- [ABOUT THIS TASK]: Collect all lines containing the word "start" from the data.

[Data items]
##########

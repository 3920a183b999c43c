use super::client::QueryParam;
use super::models::{AddMovieRequest, Collection, Movie};
use super::{ArrClient, ClientError};

/// Movie-specific Radarr endpoints.
#[derive(Debug, Clone)]
pub struct Radarr {
    client: ArrClient,
}

impl Radarr {
    pub fn new(client: ArrClient) -> Self {
        Self { client }
    }

    /// Endpoints shared with Sonarr (queue, history, commands...).
    pub fn client(&self) -> &ArrClient {
        &self.client
    }

    pub async fn movies(&self) -> Result<Vec<Movie>, ClientError> {
        self.client.get("movie", &[]).await
    }

    pub async fn movie(&self, id: i64) -> Result<Movie, ClientError> {
        self.client.get(&format!("movie/{}", id), &[]).await
    }

    pub async fn lookup(&self, term: &str) -> Result<Vec<Movie>, ClientError> {
        self.client
            .get("movie/lookup", &[("term", term.to_string())])
            .await
    }

    pub async fn add_movie(&self, request: &AddMovieRequest) -> Result<Movie, ClientError> {
        self.client.post("movie", request).await
    }

    /// Movies with a release between `start` and `end` (RFC 3339).
    pub async fn calendar(
        &self,
        start: &str,
        end: &str,
        unmonitored: bool,
    ) -> Result<Vec<Movie>, ClientError> {
        let query = [
            ("start", start.to_string()),
            ("end", end.to_string()),
            ("unmonitored", unmonitored.to_string()),
        ];
        self.client.get("calendar", &query).await
    }

    pub async fn collections(&self, tmdb_id: Option<i64>) -> Result<Vec<Collection>, ClientError> {
        let query: Vec<QueryParam> = tmdb_id
            .map(|id| ("tmdbId", id.to_string()))
            .into_iter()
            .collect();
        self.client.get("collection", &query).await
    }
}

##########

- [TASK RESPONSE]:
    /// Movies with a release between `start` and `end` (RFC 3339).
        start: &str,
            ("start", start.to_string()),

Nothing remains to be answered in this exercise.